Tangent: people, please stop making analogies to mechanical engineering feats that are WAY more difficult than what you did [1]. People have been loading shared libraries forever; it's like adding an AUX port, not swapping out the engine. It's not even in the same league as Ksplice or as the JVM's dynamic loading/deoptimization.

[1] http://jensimmons.com/post/jan-4-2017/replacing-jet-engine-w...

You're right, I don't know all the intricacies of their system. That's why I said "I'm surprised" rather than "this is a bad design decision". It doesn't mean I can't point out potential pitfalls that I think the blog post glosses over.
They explained their justification; if they don't want random people on random forums disagreeing with their justification because it wasn't complete enough, they are free to make it more complete.
"In the first place, "we can't compile our code on every change because it takes too long" is a really awful situation to be in."

Isn't this exactly the problem Go was invented to solve?
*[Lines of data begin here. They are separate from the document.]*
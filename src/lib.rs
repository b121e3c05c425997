#![warn(missing_docs)]
//! tryon - virtual try-on photos from a single garment picture.
//!
//! Upload a photo of a clothing item, pick who should wear it and where, and
//! a hosted image model renders a fashion photo of a model wearing it.
//!
//! # Quick Start
//!
//! ```no_run
//! use std::sync::Arc;
//! use tryon::{GeminiProvider, GenerateOutcome, IntakeSource, KeyGate, Scene, Session};
//!
//! #[tokio::main]
//! async fn main() -> tryon::Result<()> {
//!     let provider = GeminiProvider::builder().build()?;
//!     let session = Session::new(KeyGate::new(None, true), Arc::new(provider));
//!     session.bootstrap().await;
//!
//!     session.upload(IntakeSource::FilePicker("jacket.jpg".into())).await?;
//!     session.set_scene(Scene::Street);
//!
//!     if session.generate().await == GenerateOutcome::Completed {
//!         if let Some(image) = session.state().result() {
//!             tryon::presenter::download(image, ".")?;
//!         }
//!     }
//!     Ok(())
//! }
//! ```
//!
//! # Features
//!
//! - `gemini` (default): Gemini (Google) image backend
//! - `cli` (default): the `tryon` command-line interface

pub mod config;
pub mod credential;
mod error;
pub mod image;
pub mod intake;
pub mod options;
pub mod presenter;
pub mod session;

// Re-export error types at crate root
pub use error::{Result, TryOnError, ENTITY_NOT_FOUND};

pub use config::{Config, ConfigBuilder};
pub use credential::{CredentialCapability, KeyGate, KeyStore, LoginOutcome, PromptKeySelector};
pub use image::{GeneratedImage, GenerationMetadata, ImageFormat, TryOnProvider, TryOnRequest};
pub use intake::{ClothingImage, ImageIntake, IntakeSource, PreviewRef};
pub use options::{Ethnicity, GenerationOptions, OptionGroup, Scene, Vibe};
pub use presenter::{View, DOWNLOAD_FILENAME};
pub use session::{GenerateOutcome, GenerationState, Session, SessionSnapshot};

#[cfg(feature = "gemini")]
pub use image::providers::{GeminiModel, GeminiProvider, GeminiProviderBuilder};

/// Prelude for convenient imports.
pub mod prelude {
    pub use crate::error::{Result, TryOnError};
    pub use crate::image::{GeneratedImage, TryOnProvider, TryOnRequest};
    pub use crate::intake::IntakeSource;
    pub use crate::options::{Ethnicity, GenerationOptions, OptionGroup, Scene, Vibe};
    pub use crate::session::{GenerateOutcome, GenerationState, Session};

    #[cfg(feature = "gemini")]
    pub use crate::image::providers::GeminiProvider;
}
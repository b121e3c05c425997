//! Credential gate for the generation API.
//!
//! The host may or may not offer an interactive way to pick an API key.
//! When it does, the gate asks it whether a key is already selected and
//! can open the selection flow on demand. When it does not, the gate only
//! knows whether a key was provisioned ahead of time.

use crate::error::{Result, TryOnError};
use async_trait::async_trait;
use std::sync::atomic::{AtomicBool, Ordering};
use std::sync::{Arc, RwLock};
use tokio::io::{AsyncBufRead, AsyncBufReadExt};
use tokio::sync::Mutex;

/// Shown when a login is requested on a host without interactive key selection.
pub const CREDENTIAL_UNAVAILABLE_MESSAGE: &str = "Interactive key selection is not available \
here. Provide a Gemini API key through GOOGLE_API_KEY (or API_KEY at build time) and start again.";

/// Host-provided interactive credential selection.
#[async_trait]
pub trait CredentialCapability: Send + Sync {
    /// Reports whether a usable key has already been selected.
    async fn has_selected_api_key(&self) -> Result<bool>;

    /// Runs the interactive selection flow. Errors mean the flow failed or
    /// the user cancelled it.
    async fn open_select_key(&self) -> Result<()>;
}

/// Shared slot holding the active API key.
///
/// Cloning yields a handle to the same slot, so a key selected through the
/// gate is seen by the provider on its next call.
#[derive(Debug, Clone, Default)]
pub struct KeyStore {
    inner: Arc<RwLock<Option<String>>>,
}

impl KeyStore {
    /// Creates an empty store.
    pub fn new() -> Self {
        Self::default()
    }

    /// Creates a store seeded with a key.
    pub fn with_key(key: impl Into<String>) -> Self {
        let store = Self::new();
        store.set(key);
        store
    }

    /// Replaces the active key. Blank keys clear the slot.
    pub fn set(&self, key: impl Into<String>) {
        let key = key.into();
        let key = key.trim();
        let mut slot = self.inner.write().unwrap_or_else(|e| e.into_inner());
        *slot = (!key.is_empty()).then(|| key.to_string());
    }

    /// Returns the active key, if any.
    pub fn get(&self) -> Option<String> {
        self.inner.read().unwrap_or_else(|e| e.into_inner()).clone()
    }

    /// Returns true if a key is present.
    pub fn is_set(&self) -> bool {
        self.inner
            .read()
            .unwrap_or_else(|e| e.into_inner())
            .is_some()
    }
}

/// Result of a user-initiated login.
#[derive(Debug, Clone, PartialEq, Eq)]
pub enum LoginOutcome {
    /// A key was selected; the workspace is now usable.
    Selected,
    /// The selection flow failed or was cancelled.
    Failed(String),
    /// The host cannot select keys interactively; carries the explanation.
    Unavailable(&'static str),
}

/// Decides whether the rest of the workflow is usable.
pub struct KeyGate {
    capability: Option<Arc<dyn CredentialCapability>>,
    build_credential: bool,
    present: AtomicBool,
}

impl KeyGate {
    /// Creates a closed gate.
    ///
    /// `build_credential` reports whether a key was provisioned ahead of time;
    /// it is only consulted when no capability is available.
    pub fn new(capability: Option<Arc<dyn CredentialCapability>>, build_credential: bool) -> Self {
        Self {
            capability,
            build_credential,
            present: AtomicBool::new(false),
        }
    }

    /// Returns true if an interactive selection flow exists.
    pub fn has_capability(&self) -> bool {
        self.capability.is_some()
    }

    /// Returns the cached probe/login result.
    pub fn credential_present(&self) -> bool {
        self.present.load(Ordering::SeqCst)
    }

    /// Checks the host for a usable key and caches the answer.
    ///
    /// Never fails: a broken probe leaves the gate closed.
    pub async fn probe(&self) -> bool {
        let present = match &self.capability {
            Some(capability) => match capability.has_selected_api_key().await {
                Ok(selected) => selected,
                Err(e) => {
                    tracing::warn!(error = %e, "credential probe failed");
                    false
                }
            },
            None => self.build_credential,
        };
        tracing::debug!(present, capability = self.has_capability(), "credential probe");
        self.present.store(present, Ordering::SeqCst);
        present
    }

    /// Asks the user to select a key.
    pub async fn request_credential(&self) -> LoginOutcome {
        let Some(capability) = &self.capability else {
            tracing::warn!("login requested without interactive key selection");
            return LoginOutcome::Unavailable(CREDENTIAL_UNAVAILABLE_MESSAGE);
        };

        match capability.open_select_key().await {
            Ok(()) => {
                self.present.store(true, Ordering::SeqCst);
                tracing::info!("API key selected");
                LoginOutcome::Selected
            }
            Err(e) => {
                tracing::error!(error = %e, "login failed");
                LoginOutcome::Failed(e.to_string())
            }
        }
    }

    /// Re-runs key selection after the remote rejected the current key.
    ///
    /// Returns `None` when there is no capability to re-run.
    pub async fn reselect(&self) -> Option<Result<()>> {
        let capability = self.capability.as_ref()?;
        Some(capability.open_select_key().await)
    }
}

/// Terminal key selection: prompts on stderr and reads one line.
///
/// An empty line cancels the flow.
pub struct PromptKeySelector<R> {
    reader: Arc<Mutex<R>>,
    store: KeyStore,
}

impl<R> PromptKeySelector<R>
where
    R: AsyncBufRead + Unpin + Send,
{
    /// Creates a selector that stores the chosen key in `store`.
    pub fn new(reader: R, store: KeyStore) -> Self {
        Self::with_shared_reader(Arc::new(Mutex::new(reader)), store)
    }

    /// Creates a selector over a reader that other code also consumes,
    /// such as a command loop on the same terminal.
    pub fn with_shared_reader(reader: Arc<Mutex<R>>, store: KeyStore) -> Self {
        Self { reader, store }
    }
}

#[async_trait]
impl<R> CredentialCapability for PromptKeySelector<R>
where
    R: AsyncBufRead + Unpin + Send,
{
    async fn has_selected_api_key(&self) -> Result<bool> {
        Ok(self.store.is_set())
    }

    async fn open_select_key(&self) -> Result<()> {
        eprint!("Paste a Gemini API key from a billed Google Cloud project (empty to cancel): ");

        let mut line = String::new();
        let read = self.reader.lock().await.read_line(&mut line).await?;
        if read == 0 {
            return Err(TryOnError::Cancelled);
        }

        let key = line.trim();
        if key.is_empty() {
            return Err(TryOnError::Cancelled);
        }
        self.store.set(key);
        Ok(())
    }
}
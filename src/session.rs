//! The try-on session: one garment, one set of options, one result.
//!
//! [`Session`] is the context object every front end drives. It owns the
//! credential gate, the uploaded image, the option selections and the
//! current generation state, and it is the only place a generation request
//! is issued from.

use crate::credential::{KeyGate, LoginOutcome};
use crate::error::{Result, TryOnError};
use crate::image::{GeneratedImage, TryOnProvider, TryOnRequest};
use crate::intake::{ClothingImage, ImageIntake, IntakeSource, PreviewRef};
use crate::options::{Ethnicity, GenerationOptions, OptionGroup, Scene, Vibe};
use crate::presenter::View;
use serde::Serialize;
use std::sync::{Arc, Mutex, MutexGuard};

/// Shown when generation is triggered before anything was uploaded.
pub const MISSING_IMAGE_MESSAGE: &str = "Please upload a clothing photo first.";

/// Shown when the remote failed without saying why.
pub const GENERIC_FAILURE_MESSAGE: &str =
    "Something went wrong while generating. Please try again later.";

/// What the result area currently shows. Exactly one at a time.
#[derive(Debug, Clone, Default)]
pub enum GenerationState {
    /// Nothing requested yet, or the last result was invalidated.
    #[default]
    Empty,
    /// A request is in flight.
    Pending,
    /// The last request produced an image.
    Ready(GeneratedImage),
    /// The last action failed; carries the message to show.
    Failed(String),
}

impl GenerationState {
    /// Returns true while a request is in flight.
    pub fn is_pending(&self) -> bool {
        matches!(self, Self::Pending)
    }

    /// Returns the generated image, if any.
    pub fn result(&self) -> Option<&GeneratedImage> {
        match self {
            Self::Ready(image) => Some(image),
            _ => None,
        }
    }

    /// Returns the failure message, if any.
    pub fn error(&self) -> Option<&str> {
        match self {
            Self::Failed(message) => Some(message),
            _ => None,
        }
    }
}

/// How a call to [`Session::generate`] ended.
#[derive(Debug, Clone, Copy, PartialEq, Eq, Serialize)]
#[serde(rename_all = "kebab-case")]
pub enum GenerateOutcome {
    /// The gate is closed; nothing happened.
    Locked,
    /// No image uploaded; a validation message is now shown.
    MissingImage,
    /// Another request is in flight; nothing happened.
    Busy,
    /// A new image is shown.
    Completed,
    /// An error message is shown.
    Failed,
    /// The key was rejected and a new one selected; the user may retry.
    Reauthenticated,
    /// The key was rejected and re-selection failed or was cancelled.
    Abandoned,
    /// The garment was replaced while the request was in flight, so its
    /// result was dropped.
    Superseded,
}

/// Read-only copy of the workspace, for rendering.
#[derive(Debug, Clone)]
pub struct SessionSnapshot {
    /// Current selections.
    pub options: GenerationOptions,
    /// Preview of the uploaded garment.
    pub preview: Option<PreviewRef>,
    /// Result area state.
    pub state: GenerationState,
    /// Whether the generate control is enabled.
    pub can_generate: bool,
}

#[derive(Debug, Default)]
struct Workspace {
    image: Option<ClothingImage>,
    options: GenerationOptions,
    state: GenerationState,
    // Bumped on every upload so an in-flight result for an older garment is dropped.
    epoch: u64,
}

/// A single user's try-on session.
pub struct Session {
    gate: KeyGate,
    provider: Arc<dyn TryOnProvider>,
    intake: ImageIntake,
    workspace: Mutex<Workspace>,
}

impl Session {
    /// Creates a session. Call [`Session::bootstrap`] before use.
    pub fn new(gate: KeyGate, provider: Arc<dyn TryOnProvider>) -> Self {
        Self {
            gate,
            provider,
            intake: ImageIntake::new(),
            workspace: Mutex::new(Workspace::default()),
        }
    }

    /// Probes for an existing credential. Returns whether the gate is open.
    pub async fn bootstrap(&self) -> bool {
        self.gate.probe().await
    }

    /// Runs the interactive key selection.
    pub async fn login(&self) -> LoginOutcome {
        self.gate.request_credential().await
    }

    /// Returns true if the workspace is usable.
    pub fn is_unlocked(&self) -> bool {
        self.gate.credential_present()
    }

    /// Name of the generation backend.
    pub fn provider_name(&self) -> &str {
        self.provider.name()
    }

    /// What the front end should show right now.
    pub fn view(&self) -> View {
        if self.is_unlocked() {
            View::Workspace(self.snapshot())
        } else {
            View::Login
        }
    }

    /// Copies the current workspace.
    pub fn snapshot(&self) -> SessionSnapshot {
        let ws = self.lock();
        SessionSnapshot {
            options: ws.options,
            preview: ws.image.as_ref().map(|i| i.preview.clone()),
            state: ws.state.clone(),
            can_generate: ws.image.is_some() && !ws.state.is_pending(),
        }
    }

    /// Current result area state.
    pub fn state(&self) -> GenerationState {
        self.lock().state.clone()
    }

    /// Current selections.
    pub fn options(&self) -> GenerationOptions {
        self.lock().options
    }

    /// Selects an ethnicity.
    pub fn set_ethnicity(&self, ethnicity: Ethnicity) {
        self.lock().options.set_ethnicity(ethnicity);
    }

    /// Selects a vibe.
    pub fn set_vibe(&self, vibe: Vibe) {
        self.lock().options.set_vibe(vibe);
    }

    /// Selects a scene.
    pub fn set_scene(&self, scene: Scene) {
        self.lock().options.set_scene(scene);
    }

    /// Reads an upload and makes it the current garment.
    ///
    /// A failed read keeps the previous garment and shows the failure.
    pub async fn upload(&self, source: IntakeSource) -> Result<()> {
        if !self.is_unlocked() {
            return Err(TryOnError::Auth("no API key selected".into()));
        }

        match self.intake.accept(source).await {
            Ok(image) => {
                self.on_image_selected(image);
                Ok(())
            }
            Err(e) => {
                tracing::warn!(error = %e, "upload rejected");
                let mut ws = self.lock();
                if !ws.state.is_pending() {
                    ws.state = GenerationState::Failed(e.to_string());
                }
                Err(e)
            }
        }
    }

    /// Replaces the garment and invalidates any previous result or error.
    pub fn on_image_selected(&self, image: ClothingImage) {
        tracing::info!(format = ?image.format, bytes = image.size_hint(), "garment selected");
        let mut ws = self.lock();
        ws.image = Some(image);
        ws.epoch += 1;
        if !ws.state.is_pending() {
            ws.state = GenerationState::Empty;
        }
    }

    /// Submits the current garment and options.
    ///
    /// At most one request is in flight; calls made meanwhile return
    /// [`GenerateOutcome::Busy`] without touching the remote.
    pub async fn generate(&self) -> GenerateOutcome {
        if !self.is_unlocked() {
            return GenerateOutcome::Locked;
        }

        let (request, epoch) = {
            let mut ws = self.lock();
            if ws.state.is_pending() {
                return GenerateOutcome::Busy;
            }
            let Some(image) = ws.image.clone() else {
                ws.state = GenerationState::Failed(MISSING_IMAGE_MESSAGE.to_string());
                return GenerateOutcome::MissingImage;
            };
            ws.state = GenerationState::Pending;
            (TryOnRequest::new(image, ws.options), ws.epoch)
        };

        tracing::info!(
            provider = self.provider.name(),
            ethnicity = request.options.ethnicity.as_str(),
            vibe = request.options.vibe.as_str(),
            scene = request.options.scene.as_str(),
            "generating try-on image"
        );

        let result = self.provider.generate(&request).await;

        let superseded = self.lock().epoch != epoch;

        // A rejected key is re-selected even when the garment changed meanwhile.
        match result {
            Err(e) if e.is_entity_not_found() && self.gate.has_capability() => {
                tracing::warn!(error = %e, "API key rejected, asking for a new one");
                let outcome = match self.gate.reselect().await {
                    Some(Ok(())) => GenerateOutcome::Reauthenticated,
                    Some(Err(select_err)) => {
                        tracing::info!(error = %select_err, "key re-selection abandoned");
                        GenerateOutcome::Abandoned
                    }
                    None => GenerateOutcome::Abandoned,
                };
                self.finish(GenerationState::Empty);
                outcome
            }
            _ if superseded => {
                tracing::info!("garment replaced during generation, dropping result");
                self.finish(GenerationState::Empty);
                GenerateOutcome::Superseded
            }
            Ok(image) => {
                tracing::info!(bytes = image.size(), "try-on image ready");
                self.finish(GenerationState::Ready(image));
                GenerateOutcome::Completed
            }
            Err(e) => {
                tracing::error!(error = %e, "try-on generation failed");
                let message = e
                    .user_message()
                    .unwrap_or_else(|| GENERIC_FAILURE_MESSAGE.to_string());
                self.finish(GenerationState::Failed(message));
                GenerateOutcome::Failed
            }
        }
    }

    fn finish(&self, state: GenerationState) {
        self.lock().state = state;
    }

    fn lock(&self) -> MutexGuard<'_, Workspace> {
        self.workspace.lock().unwrap_or_else(|e| e.into_inner())
    }
}
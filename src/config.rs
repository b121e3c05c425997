//! Runtime configuration.

use crate::error::{Result, TryOnError};
#[cfg(feature = "gemini")]
use crate::image::providers::GeminiModel;
use std::path::PathBuf;

/// Key baked in at compile time, if the build provided one.
const BUILD_API_KEY: Option<&str> = option_env!("API_KEY");

/// Where the generated photo is written by default.
const DEFAULT_OUTPUT_DIR: &str = ".";

/// Settings resolved from the environment, overridable in code.
#[derive(Debug, Clone)]
pub struct Config {
    /// Pre-provisioned API key, if any.
    pub api_key: Option<String>,
    /// Gemini model to call.
    #[cfg(feature = "gemini")]
    pub model: GeminiModel,
    /// Directory the download is written to.
    pub output_dir: PathBuf,
}

impl Config {
    /// Creates a new `ConfigBuilder`.
    pub fn builder() -> ConfigBuilder {
        ConfigBuilder::default()
    }

    /// Resolves everything from the environment.
    pub fn from_env() -> Result<Self> {
        Self::builder().build()
    }

    /// Returns true if a key was provisioned ahead of time.
    pub fn has_provisioned_key(&self) -> bool {
        self.api_key.is_some()
    }
}

/// Builder for [`Config`].
#[derive(Debug, Clone, Default)]
pub struct ConfigBuilder {
    api_key: Option<String>,
    #[cfg(feature = "gemini")]
    model: Option<GeminiModel>,
    output_dir: Option<PathBuf>,
}

impl ConfigBuilder {
    /// Sets the API key. Falls back to `GOOGLE_API_KEY`, `API_KEY`, then the
    /// key baked in at build time.
    pub fn api_key(mut self, key: impl Into<String>) -> Self {
        self.api_key = Some(key.into());
        self
    }

    /// Sets the model. Falls back to `TRYON_MODEL` (`flash` or `pro`).
    #[cfg(feature = "gemini")]
    pub fn model(mut self, model: GeminiModel) -> Self {
        self.model = Some(model);
        self
    }

    /// Sets the download directory. Falls back to `TRYON_OUTPUT_DIR`.
    pub fn output_dir(mut self, dir: impl Into<PathBuf>) -> Self {
        self.output_dir = Some(dir.into());
        self
    }

    /// Builds the configuration.
    pub fn build(self) -> Result<Config> {
        let api_key = self
            .api_key
            .or_else(|| env_non_empty("GOOGLE_API_KEY"))
            .or_else(|| env_non_empty("API_KEY"))
            .or_else(|| BUILD_API_KEY.map(str::to_string))
            .map(|k| k.trim().to_string())
            .filter(|k| !k.is_empty());

        #[cfg(feature = "gemini")]
        let model = match self.model {
            Some(model) => model,
            None => match env_non_empty("TRYON_MODEL") {
                Some(alias) => GeminiModel::from_alias(&alias).ok_or_else(|| {
                    TryOnError::InvalidRequest(format!(
                        "TRYON_MODEL must be 'flash' or 'pro', got '{alias}'"
                    ))
                })?,
                None => GeminiModel::default(),
            },
        };

        let output_dir = self
            .output_dir
            .or_else(|| env_non_empty("TRYON_OUTPUT_DIR").map(PathBuf::from))
            .unwrap_or_else(|| PathBuf::from(DEFAULT_OUTPUT_DIR));

        Ok(Config {
            api_key,
            #[cfg(feature = "gemini")]
            model,
            output_dir,
        })
    }
}

fn env_non_empty(name: &str) -> Option<String> {
    std::env::var(name).ok().filter(|v| !v.trim().is_empty())
}

#[cfg(test)]
mod tests {
    use super::*;

    #[test]
    fn test_explicit_values_win() {
        let config = Config::builder()
            .api_key("  k-123 ")
            .output_dir("/tmp/looks")
            .build()
            .unwrap();
        assert_eq!(config.api_key.as_deref(), Some("k-123"));
        assert!(config.has_provisioned_key());
        assert_eq!(config.output_dir, PathBuf::from("/tmp/looks"));
    }

    #[cfg(feature = "gemini")]
    #[test]
    fn test_explicit_model() {
        let config = Config::builder()
            .model(GeminiModel::NanoBananaPro)
            .build()
            .unwrap();
        assert_eq!(config.model, GeminiModel::NanoBananaPro);
    }

    #[test]
    fn test_from_env_reads_output_dir() {
        std::env::set_var("TRYON_OUTPUT_DIR", "/tmp/tryon-from-env");
        let config = Config::from_env();
        std::env::remove_var("TRYON_OUTPUT_DIR");

        assert_eq!(
            config.unwrap().output_dir,
            PathBuf::from("/tmp/tryon-from-env")
        );
    }

    #[test]
    fn test_blank_explicit_key_is_absent() {
        let config = Config::builder().api_key("   ").build().unwrap();
        assert_eq!(config.api_key, None);
    }
}
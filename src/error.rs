//! Error types for the try-on workflow.

use std::time::Duration;

/// Signature of the remote failure that means the selected key no longer
/// resolves to a usable project.
pub const ENTITY_NOT_FOUND: &str = "Requested entity was not found";

/// Maximum length of an error message surfaced from a remote response.
const MAX_ERROR_MESSAGE_LEN: usize = 500;

/// Errors that can occur while preparing or running a try-on generation.
#[derive(Debug, thiserror::Error)]
pub enum TryOnError {
    /// API key missing or invalid.
    #[error("authentication failed: {0}")]
    Auth(String),

    /// The key resolved to a project or model the remote could not find.
    #[error("{0}")]
    EntityNotFound(String),

    /// API returned an error response.
    #[error("API error: {status} - {message}")]
    Api {
        /// HTTP status code.
        status: u16,
        /// Message extracted from the response body.
        message: String,
    },

    /// Rate limit exceeded.
    #[error("rate limited, retry after {retry_after:?}")]
    RateLimited {
        /// Delay suggested by the remote, if any.
        retry_after: Option<Duration>,
    },

    /// Content was blocked by safety filters.
    #[error("content blocked: {0}")]
    ContentBlocked(String),

    /// Invalid request parameters.
    #[error("invalid request: {0}")]
    InvalidRequest(String),

    /// The user backed out of an interactive flow.
    #[error("cancelled")]
    Cancelled,

    /// Network or HTTP error.
    #[error("network error: {0}")]
    Network(#[from] reqwest::Error),

    /// Failed to decode an uploaded image or a base64 payload.
    #[error("failed to decode: {0}")]
    Decode(String),

    /// I/O error (e.g., reading an upload or saving a download).
    #[error("I/O error: {0}")]
    Io(#[from] std::io::Error),

    /// JSON serialization/deserialization error.
    #[error("JSON error: {0}")]
    Json(#[from] serde_json::Error),

    /// The remote answered successfully but without a usable image.
    #[error("unexpected response: {0}")]
    UnexpectedResponse(String),
}

impl TryOnError {
    /// Returns true if this error signals that the selected credential has
    /// gone stale and should be re-selected.
    pub fn is_entity_not_found(&self) -> bool {
        matches!(self, Self::EntityNotFound(_)) || self.to_string().contains(ENTITY_NOT_FOUND)
    }

    /// Text suitable for the failed state of the result view.
    ///
    /// Returns `None` when the remote gave no description at all.
    pub fn user_message(&self) -> Option<String> {
        let detail = match self {
            Self::Api { message, .. } if message.trim().is_empty() => return None,
            Self::RateLimited {
                retry_after: Some(delay),
            } => format!(
                "Too many requests, try again in {} seconds.",
                delay.as_secs().max(1)
            ),
            Self::RateLimited { retry_after: None } => {
                "Too many requests, try again shortly.".to_string()
            }
            Self::Auth(msg)
            | Self::ContentBlocked(msg)
            | Self::InvalidRequest(msg)
            | Self::UnexpectedResponse(msg)
            | Self::EntityNotFound(msg)
                if msg.trim().is_empty() =>
            {
                return None
            }
            other => other.to_string(),
        };
        Some(detail)
    }
}

/// Result type alias for try-on operations.
pub type Result<T> = std::result::Result<T, TryOnError>;

/// Reduces a raw error body to something fit for a user.
///
/// Google APIs wrap failures as `{"error": {"message": ...}}`; the inner
/// message is preferred when present. Long bodies are truncated.
pub(crate) fn sanitize_error_message(body: &str) -> String {
    let message = serde_json::from_str::<serde_json::Value>(body)
        .ok()
        .and_then(|v| {
            v.pointer("/error/message")
                .and_then(|m| m.as_str())
                .map(str::to_string)
        })
        .unwrap_or_else(|| body.trim().to_string());

    if message.chars().count() > MAX_ERROR_MESSAGE_LEN {
        let truncated: String = message.chars().take(MAX_ERROR_MESSAGE_LEN).collect();
        format!("{truncated}...")
    } else {
        message
    }
}

/// Reads a `Retry-After` header expressed in seconds.
pub(crate) fn parse_retry_after(headers: &reqwest::header::HeaderMap) -> Option<u64> {
    headers
        .get(reqwest::header::RETRY_AFTER)?
        .to_str()
        .ok()?
        .trim()
        .parse()
        .ok()
}

#[cfg(test)]
mod tests {
    use super::*;

    #[test]
    fn test_entity_not_found_variant_and_substring() {
        assert!(TryOnError::EntityNotFound("gone".into()).is_entity_not_found());
        assert!(TryOnError::Api {
            status: 404,
            message: "Requested entity was not found.".into(),
        }
        .is_entity_not_found());
        assert!(!TryOnError::Auth("bad key".into()).is_entity_not_found());
        assert!(!TryOnError::Cancelled.is_entity_not_found());
    }

    #[test]
    fn test_user_message_falls_back_on_empty_detail() {
        let empty = TryOnError::Api {
            status: 500,
            message: "  ".into(),
        };
        assert_eq!(empty.user_message(), None);

        let blocked = TryOnError::ContentBlocked("nsfw".into());
        assert_eq!(
            blocked.user_message().as_deref(),
            Some("content blocked: nsfw")
        );

        let limited = TryOnError::RateLimited {
            retry_after: Some(Duration::from_secs(12)),
        };
        assert_eq!(
            limited.user_message().as_deref(),
            Some("Too many requests, try again in 12 seconds.")
        );
        let limited = TryOnError::RateLimited { retry_after: None };
        assert_eq!(
            limited.user_message().as_deref(),
            Some("Too many requests, try again shortly.")
        );
    }

    #[test]
    fn test_error_display() {
        let err = TryOnError::Api {
            status: 500,
            message: "Internal".into(),
        };
        assert_eq!(err.to_string(), "API error: 500 - Internal");

        let err = TryOnError::EntityNotFound("Requested entity was not found.".into());
        assert_eq!(err.to_string(), "Requested entity was not found.");
    }

    #[test]
    fn test_sanitize_extracts_google_message() {
        let body = r#"{"error":{"code":404,"message":"Requested entity was not found.","status":"NOT_FOUND"}}"#;
        assert_eq!(
            sanitize_error_message(body),
            "Requested entity was not found."
        );
        assert_eq!(sanitize_error_message("  plain text \n"), "plain text");
    }

    #[test]
    fn test_sanitize_truncates_long_bodies() {
        let body = "x".repeat(MAX_ERROR_MESSAGE_LEN + 50);
        let sanitized = sanitize_error_message(&body);
        assert!(sanitized.ends_with("..."));
        assert_eq!(sanitized.chars().count(), MAX_ERROR_MESSAGE_LEN + 3);
    }

    #[test]
    fn test_parse_retry_after() {
        let mut headers = reqwest::header::HeaderMap::new();
        assert_eq!(parse_retry_after(&headers), None);
        headers.insert(reqwest::header::RETRY_AFTER, "30".parse().unwrap());
        assert_eq!(parse_retry_after(&headers), Some(30));
    }
}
It was one of them. However, given the other writing/talks Facebook has put out about their usage of Haskell and Haxl, Go is probably not a good fit for their use case due to language expressivity concerns (not declarative enough, not enough type safety, not syntactically flexible enough for writing DSLs).
It "solves" it by not doing any of the things that you'd expect a modern language's compiler to do.

In my opinion the time wasted debugging Go issues that could have been statically prevented is better spent waiting for a slightly longer compile cycle to finish.

No because fast compile times were already solved in the 70's, when using languages like CLU, UCSD Pascal, Mesa and Modula-2.

The authors might have done it in regards to waiting for C++ builds, but the problem was not a problem for those using other programming languages.

JVM hotswapping is ages old, but it's usually used only in testing, not production.